Ajdabiyah — Libyan rebels pushed toward the strategic oil port of Brega while Muammar Qadhafi's forces pounded besieged Misrata to the west with rockets and mortars.
Rebels said Qadhafi's forces were ensconced in the center of Brega, often inside houses, while insurgent fighters were more exposed.
"We have people on the edge of Brega, we control that area only. Nothing has changed inside Brega," Mohammed al-Misrati, 20, after returning to Ajdabiyah to the east, said on Saturday.
Qadhafi's forces have been bombing the road from Ajdabiyah, 80km (50 miles) east of Brega, for several days, sometimes firing from a distance, sometimes approaching in cars.
Six rebels were killed and 16 wounded when Qadhafi loyalists fired rockets at a group of insurgents driving along the exposed coastal highway westward from Ajdabiyah.
"We were in our vehicles and they opened fire with rockets," said Abdulrazek, one of the men hit in Saturday's attack, groaning in pain in Ajdabiyah hospital.
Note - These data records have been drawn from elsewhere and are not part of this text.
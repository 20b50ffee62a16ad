//! Entity store — dynamic component bags and the live-entity list.
//!
//! Components are not Rust types: an entity is a mapping from component
//! name to an opaque `serde_json::Value` payload, and only key presence
//! participates in filtering. Entities become *live* (visible to systems)
//! only when the world's reconciliation runs; components can be staged on
//! a freshly spawned entity before that.

use std::collections::{HashMap, HashSet};

use serde_json::Value;

use crate::entity::{Entity, EntityAllocator};
use crate::world::WorldError;

/// A single entity's component set.
#[derive(Debug, Clone, Default)]
pub(crate) struct EntityData {
    pub components: HashMap<String, Value>,
}

/// Storage for all entities known to a world.
///
/// `data` holds every allocated entity, including ones still pending
/// their first refresh; `live` is the insertion-ordered list of entities
/// currently visible to systems. Live-list changes happen only inside
/// the world's reconciliation.
#[derive(Debug, Default)]
pub struct EntityStore {
    allocator: EntityAllocator,
    data: HashMap<Entity, EntityData>,
    live: Vec<Entity>,
    live_set: HashSet<Entity>,
}

impl EntityStore {
    #[must_use]
    pub(crate) fn new() -> Self {
        Self::default()
    }

    /// Allocate a fresh entity with an empty component bag.
    ///
    /// The entity is known (components can be set) but not yet live.
    pub(crate) fn allocate(&mut self) -> Entity {
        let entity = self.allocator.allocate();
        self.data.insert(entity, EntityData::default());
        entity
    }

    /// Returns `true` if the entity is known to the store (live or staged).
    #[must_use]
    pub fn exists(&self, entity: Entity) -> bool {
        self.data.contains_key(&entity)
    }

    /// Returns `true` if the entity is live (visible to systems).
    #[must_use]
    pub fn is_live(&self, entity: Entity) -> bool {
        self.live_set.contains(&entity)
    }

    /// The live entities in insertion order.
    #[must_use]
    pub fn live_entities(&self) -> &[Entity] {
        &self.live
    }

    /// Number of live entities.
    #[must_use]
    pub fn live_count(&self) -> usize {
        self.live.len()
    }

    /// Promote a known entity to the live list. No-op if already live or
    /// unknown.
    pub(crate) fn make_live(&mut self, entity: Entity) {
        if self.data.contains_key(&entity) && self.live_set.insert(entity) {
            self.live.push(entity);
        }
    }

    /// Drop an entity entirely: component bag and live-list slot.
    pub(crate) fn remove(&mut self, entity: Entity) {
        self.data.remove(&entity);
        if self.live_set.remove(&entity) {
            if let Some(pos) = self.live.iter().position(|&e| e == entity) {
                self.live.remove(pos);
            }
        }
    }

    // -- Component operations --

    /// Set a component on an entity. Overwrites any previous value.
    pub fn set_component(
        &mut self,
        entity: Entity,
        component: &str,
        value: Value,
    ) -> Result<(), WorldError> {
        let data = self
            .data
            .get_mut(&entity)
            .ok_or(WorldError::EntityNotFound(entity))?;
        data.components.insert(component.to_string(), value);
        Ok(())
    }

    /// Get a component value from an entity.
    pub fn get_component(&self, entity: Entity, component: &str) -> Result<&Value, WorldError> {
        let data = self
            .data
            .get(&entity)
            .ok_or(WorldError::EntityNotFound(entity))?;
        data.components
            .get(component)
            .ok_or_else(|| WorldError::ComponentNotFound(component.to_string(), entity))
    }

    /// Remove a component from an entity.
    pub fn remove_component(&mut self, entity: Entity, component: &str) -> Result<(), WorldError> {
        let data = self
            .data
            .get_mut(&entity)
            .ok_or(WorldError::EntityNotFound(entity))?;
        if data.components.remove(component).is_none() {
            return Err(WorldError::ComponentNotFound(component.to_string(), entity));
        }
        Ok(())
    }

    /// Check if an entity has a specific component.
    #[must_use]
    pub fn has_component(&self, entity: Entity, component: &str) -> bool {
        self.data
            .get(&entity)
            .map(|d| d.components.contains_key(component))
            .unwrap_or(false)
    }

    /// Get all component names on an entity.
    pub fn component_names(&self, entity: Entity) -> Result<Vec<String>, WorldError> {
        let data = self
            .data
            .get(&entity)
            .ok_or(WorldError::EntityNotFound(entity))?;
        Ok(data.components.keys().cloned().collect())
    }

    /// The entity's whole component bag, if the entity is known.
    ///
    /// Filters evaluate against this map; key presence is all that
    /// matters to them.
    #[must_use]
    pub fn components(&self, entity: Entity) -> Option<&HashMap<String, Value>> {
        self.data.get(&entity).map(|d| &d.components)
    }
}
Outside, medics gathered blood-soaked bandages and scrubbed stretchers clean of blood.
Ajdabiyah, once a bustling city of 100,000, has become a ghost town, with most residents fleeing the fighting.
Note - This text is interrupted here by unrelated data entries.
//! Scheduler — system selection and the wrap-phase tick.
//!
//! One tick runs in three phases over the selected systems:
//!
//! 1. `pre_wrap(dt)` in ascending index order.
//! 2. Each system's own update behavior, in ascending index order.
//! 3. `post_wrap(dt)` in **descending** index order.
//!
//! The reversed third phase is what lets a later-indexed system wrap the
//! whole batch: its `pre_wrap` runs after every earlier system's, and its
//! `post_wrap` runs before theirs, bracketing all sibling updates.

use std::cmp::Ordering;

use tracing::trace;

use pulse_filter::Filter;

use crate::context::SystemContext;
use crate::entity::Entity;
use crate::registry::{SystemRegistry, SystemSlot};
use crate::store::EntityStore;
use crate::system::{Behavior, CompareFn, SystemId};
use crate::world::OpQueue;

/// Select the active systems whose tag set matches `filter`, in
/// execution order. `None` selects all active systems.
pub(crate) fn select(registry: &SystemRegistry, filter: Option<&Filter>) -> Vec<SystemId> {
    registry
        .slots()
        .iter()
        .filter(|slot| slot.active)
        .filter(|slot| filter.is_none_or(|f| f.matches(&slot.system.tags)))
        .map(|slot| slot.id)
        .collect()
}

/// Run one tick over the selected systems.
pub(crate) fn run_tick(
    entities: &mut EntityStore,
    registry: &mut SystemRegistry,
    ops: &mut OpQueue,
    selected: &[SystemId],
    dt: f64,
) {
    // Phase 1: pre-wrap, ascending.
    for &id in selected {
        let Some(slot) = registry.get_mut(id) else {
            continue;
        };
        if let Some(f) = slot.system.hooks.pre_wrap.as_mut() {
            let mut ctx = SystemContext {
                entities: &mut *entities,
                ops: &mut *ops,
            };
            f(&mut ctx, dt);
        }
    }

    // Phase 2: per-system update behavior, ascending.
    for &id in selected {
        let Some(slot) = registry.get_mut(id) else {
            continue;
        };
        trace!(system = %id, kind = slot.system.behavior.kind(), "running system");
        run_behavior(slot, entities, ops, dt);
    }

    // Phase 3: post-wrap, descending.
    for &id in selected.iter().rev() {
        let Some(slot) = registry.get_mut(id) else {
            continue;
        };
        if let Some(f) = slot.system.hooks.post_wrap.as_mut() {
            let mut ctx = SystemContext {
                entities: &mut *entities,
                ops: &mut *ops,
            };
            f(&mut ctx, dt);
        }
    }
}

fn run_behavior(slot: &mut SystemSlot, entities: &mut EntityStore, ops: &mut OpQueue, dt: f64) {
    let SystemSlot {
        matched, system, ..
    } = slot;

    match &mut system.behavior {
        Behavior::Plain { update } => {
            if let Some(f) = update {
                let mut ctx = SystemContext {
                    entities: &mut *entities,
                    ops: &mut *ops,
                };
                f(&mut ctx, dt);
            }
        }
        Behavior::Processing {
            pre_process,
            process,
            post_process,
        } => {
            run_processing(
                matched,
                pre_process.as_mut(),
                process,
                post_process.as_mut(),
                entities,
                ops,
                dt,
            );
        }
        Behavior::SortedProcessing {
            compare,
            pre_process,
            process,
            post_process,
        } => {
            // Comparator-relevant components may have changed since the
            // last reconciliation; keep the order honest every tick.
            sort_matched(matched, compare, entities);
            run_processing(
                matched,
                pre_process.as_mut(),
                process,
                post_process.as_mut(),
                entities,
                ops,
                dt,
            );
        }
    }
}

fn run_processing(
    matched: &[Entity],
    pre_process: Option<&mut crate::system::TickFn>,
    process: &mut crate::system::ProcessFn,
    post_process: Option<&mut crate::system::TickFn>,
    entities: &mut EntityStore,
    ops: &mut OpQueue,
    dt: f64,
) {
    if let Some(f) = pre_process {
        let mut ctx = SystemContext {
            entities: &mut *entities,
            ops: &mut *ops,
        };
        f(&mut ctx, dt);
    }
    for &entity in matched {
        let mut ctx = SystemContext {
            entities: &mut *entities,
            ops: &mut *ops,
        };
        process(&mut ctx, entity, dt);
    }
    if let Some(f) = post_process {
        let mut ctx = SystemContext {
            entities: &mut *entities,
            ops: &mut *ops,
        };
        f(&mut ctx, dt);
    }
}

/// Stable-sort a matched set with a system's comparator. Entities the
/// comparator considers equivalent keep their prior relative order.
pub(crate) fn sort_matched(
    matched: &mut Vec<Entity>,
    compare: &mut CompareFn,
    entities: &EntityStore,
) {
    matched.sort_by(|&a, &b| {
        if compare(entities, a, b) {
            Ordering::Less
        } else if compare(entities, b, a) {
            Ordering::Greater
        } else {
            Ordering::Equal
        }
    });
}

#[cfg(test)]
mod tests {
    use std::cell::RefCell;
    use std::rc::Rc;

    use serde_json::json;

    use pulse_filter::{require_all, require_any};

    use crate::system::System;
    use crate::world::World;

    type Log = Rc<RefCell<Vec<String>>>;

    fn new_log() -> Log {
        Rc::new(RefCell::new(Vec::new()))
    }

    /// A plain system that records its wrap and update callbacks under
    /// the given name.
    fn wrapped_system(log: &Log, name: &'static str) -> System {
        let (l1, l2, l3) = (log.clone(), log.clone(), log.clone());
        System::builder(require_all(["a"]))
            .pre_wrap(move |_ctx, _dt| l1.borrow_mut().push(format!("pre {name}")))
            .update(move |_ctx, _dt| l2.borrow_mut().push(format!("update {name}")))
            .post_wrap(move |_ctx, _dt| l3.borrow_mut().push(format!("post {name}")))
            .build()
            .unwrap()
    }

    #[test]
    fn test_wrap_phases_bracket_all_updates() {
        let log = new_log();
        let mut world = World::new();
        world.add_system(wrapped_system(&log, "a"));
        world.add_system(wrapped_system(&log, "b"));
        world.update(1.0 / 60.0);

        assert_eq!(
            *log.borrow(),
            vec!["pre a", "pre b", "update a", "update b", "post b", "post a"]
        );

        // Deterministic across repeated ticks.
        log.borrow_mut().clear();
        world.update(1.0 / 60.0);
        assert_eq!(
            *log.borrow(),
            vec!["pre a", "pre b", "update a", "update b", "post b", "post a"]
        );
    }

    #[test]
    fn test_set_system_index_reorders_next_update() {
        let log = new_log();
        let mut world = World::new();
        world.add_system(wrapped_system(&log, "a"));
        let b = world.add_system(wrapped_system(&log, "b"));
        world.refresh();

        let old = world.set_system_index(b, -1).unwrap();
        assert_eq!(old, 1);

        world.update(0.1);
        assert_eq!(
            *log.borrow(),
            vec!["pre b", "pre a", "update b", "update a", "post a", "post b"]
        );
    }

    #[test]
    fn test_processing_protocol_order() {
        let log = new_log();
        let mut world = World::new();
        let (l1, l2, l3) = (log.clone(), log.clone(), log.clone());
        world.add_system(
            System::builder(require_all(["a"]))
                .pre_process(move |_ctx, _dt| l1.borrow_mut().push("pre".to_string()))
                .process(move |_ctx, e, _dt| l2.borrow_mut().push(format!("process {e}")))
                .post_process(move |_ctx, _dt| l3.borrow_mut().push("post".to_string()))
                .build()
                .unwrap(),
        );
        let e1 = world.spawn();
        let e2 = world.spawn();
        world.set_component(e1, "a", json!(null)).unwrap();
        world.set_component(e2, "a", json!(null)).unwrap();
        world.update(0.1);

        assert_eq!(
            *log.borrow(),
            vec![
                "pre".to_string(),
                format!("process {e1}"),
                format!("process {e2}"),
                "post".to_string()
            ]
        );
    }

    #[test]
    fn test_processing_receives_dt() {
        let seen = Rc::new(RefCell::new(Vec::new()));
        let s = seen.clone();
        let mut world = World::new();
        world.add_system(
            System::builder(require_all(["a"]))
                .process(move |_ctx, _e, dt| s.borrow_mut().push(dt))
                .build()
                .unwrap(),
        );
        let e = world.spawn();
        world.set_component(e, "a", json!(null)).unwrap();
        world.update(0.25);
        assert_eq!(*seen.borrow(), vec![0.25]);
    }

    fn priority_sorted_system(log: &Log) -> System {
        let l = log.clone();
        System::builder(require_all(["priority"]))
            .process(move |ctx, e, _dt| {
                let p = ctx.get_component(e, "priority").unwrap().clone();
                l.borrow_mut().push(format!("{p}"));
            })
            .compare(|store, a, b| {
                let pa = store
                    .get_component(a, "priority")
                    .ok()
                    .and_then(|v| v.as_f64())
                    .unwrap_or(f64::MAX);
                let pb = store
                    .get_component(b, "priority")
                    .ok()
                    .and_then(|v| v.as_f64())
                    .unwrap_or(f64::MAX);
                pa < pb
            })
            .build()
            .unwrap()
    }

    #[test]
    fn test_sorted_processing_orders_by_priority() {
        let log = new_log();
        let mut world = World::new();
        world.add_system(priority_sorted_system(&log));
        for p in [3, 1, 2] {
            let e = world.spawn();
            world.set_component(e, "priority", json!(p)).unwrap();
        }
        world.update(0.1);
        assert_eq!(*log.borrow(), vec!["1", "2", "3"]);

        // Entities added out of order across a refresh stay sorted.
        log.borrow_mut().clear();
        let e = world.spawn();
        world.set_component(e, "priority", json!(0)).unwrap();
        world.refresh();
        world.update(0.1);
        assert_eq!(*log.borrow(), vec!["0", "1", "2", "3"]);
    }

    #[test]
    fn test_sorted_processing_tracks_component_mutation() {
        let log = new_log();
        let mut world = World::new();
        world.add_system(priority_sorted_system(&log));
        let e1 = world.spawn();
        let e2 = world.spawn();
        world.set_component(e1, "priority", json!(1)).unwrap();
        world.set_component(e2, "priority", json!(2)).unwrap();
        world.update(0.1);
        assert_eq!(*log.borrow(), vec!["1", "2"]);

        // Swap priorities without a structural change; the pre-process
        // sort picks it up on the very next tick.
        log.borrow_mut().clear();
        world.set_component(e1, "priority", json!(5)).unwrap();
        world.update(0.1);
        assert_eq!(*log.borrow(), vec!["2", "5"]);
    }

    #[test]
    fn test_update_filtered_selects_by_tag() {
        let log = new_log();
        let mut world = World::new();
        let l = log.clone();
        world.add_system(
            System::builder(require_all(["a"]))
                .tag("draw")
                .update(move |_ctx, _dt| l.borrow_mut().push("draw".to_string()))
                .build()
                .unwrap(),
        );
        let l = log.clone();
        world.add_system(
            System::builder(require_all(["a"]))
                .tag("logic")
                .update(move |_ctx, _dt| l.borrow_mut().push("logic".to_string()))
                .build()
                .unwrap(),
        );

        world.update_filtered(0.1, &require_any(["draw"]));
        assert_eq!(*log.borrow(), vec!["draw"]);

        log.borrow_mut().clear();
        world.update(0.1);
        assert_eq!(*log.borrow(), vec!["draw", "logic"]);
    }

    #[test]
    fn test_pending_removal_system_does_not_run() {
        let log = new_log();
        let mut world = World::new();
        let id = world.add_system(wrapped_system(&log, "a"));
        world.refresh();
        world.remove_system(id);

        // The removal itself reconciles at the head of update, so the
        // system is gone before phases run; either way nothing fires.
        world.update(0.1);
        assert!(log.borrow().iter().all(|l| !l.contains('a')));
    }

    #[test]
    fn test_despawn_during_process_is_deferred() {
        let mut world = World::new();
        world.add_system(
            System::builder(require_all(["a"]))
                .process(|ctx, e, _dt| {
                    ctx.despawn(e);
                })
                .build()
                .unwrap(),
        );
        let e = world.spawn();
        world.set_component(e, "a", json!(null)).unwrap();
        world.update(0.1);

        // Still live until the next reconciliation.
        assert_eq!(world.entity_count(), 1);
        world.refresh();
        assert_eq!(world.entity_count(), 0);
        assert!(!world.store().exists(e));
    }
}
At the town's western entrance, a group of rebels triumphantly drove a pick-up truck through a checkpoint, saying they had commandeered it from Qadhafi forces on the Brega road.
A rebel with an AK-47 rifle strapped to his shoulders played a guitar and sang in Arabic and English to his comrades, who tried to memorise the words and sing along.
"Hit us with your rockets; hit us with your tanks; we have no problem; we will win. Our country will be free, our country will be strong, my mother, don't worry, we know how to fight. We know how to get freedom," they sang.
SIEGE
Sunday marks a month since the UN Security Council passed a resolution authorizing force to protect civilians in Libya, leading to an international air campaign.
The United States, France and Britain said this week they will not stop bombing Qadhafi's forces until he leaves power, effectively revising the mission's aim to regime change.
US President Barack Obama acknowledged on Friday that the military situation on the ground had reached "stalemate," but said sanctions and air strikes had isolated Qadhafi and the leader would be ousted eventually.
The air campaign has failed to alleviate the siege of Misrata, the rebels' only major stronghold in the west of the country, cut off by Qadhafi's forces for seven weeks, where hundreds of civilians are believed to have died.
A rebel spokesman, Gemal Salem, said Qadhafi's forces pounded the town with rockets and mortars on Saturday, targeting a dairy factory and another that makes cooking oil.
"The (government) forces are still firing mortars at residential areas. There are clashes in Tripoli Street. Three people were killed today," Salem, the rebel spokesman, said, referring to Misrata's main thoroughfare.
Another rebel spokesman said government forces fired at least 100 Grad rockets into the city early on Saturday, targeting an industrial area close to the port where thousands of migrants are stranded and awaiting evacuation.
"The (Qadhafi) forces have focused their shelling on that area in the past few days because they want to scare away ships bringing aid or aiming to evacuate migrants," Abdelbasset Abu Mzereiq said by telephone.
A resident who arrived in Tunisia on Saturday said the fighting in Misrata was getting worse by the day.
Ibrahim Ali, 22, accompanied a neighbor seriously wounded in a shelling attack, one of 64 of Misrata's wounded evacuated on a ship by medical charity Medecins Sans Frontiers.
"They are bombing residential areas day and night. It's non-stop and they are using bigger weapons," he said in a hospital in Tunisia's port of Sfax. "They bomb roads, houses."
Food was running short in some areas but people were trying to help each other out, and electricity was on and off. "Many shops are closed. At the bakeries there are long queues."
Some streets where heavy fighting was taking place were fast becoming unrecognizable. "The destruction is total," he said.
Asked who was controlling most of the city, Ali said: "It's 50-50. It can change quickly."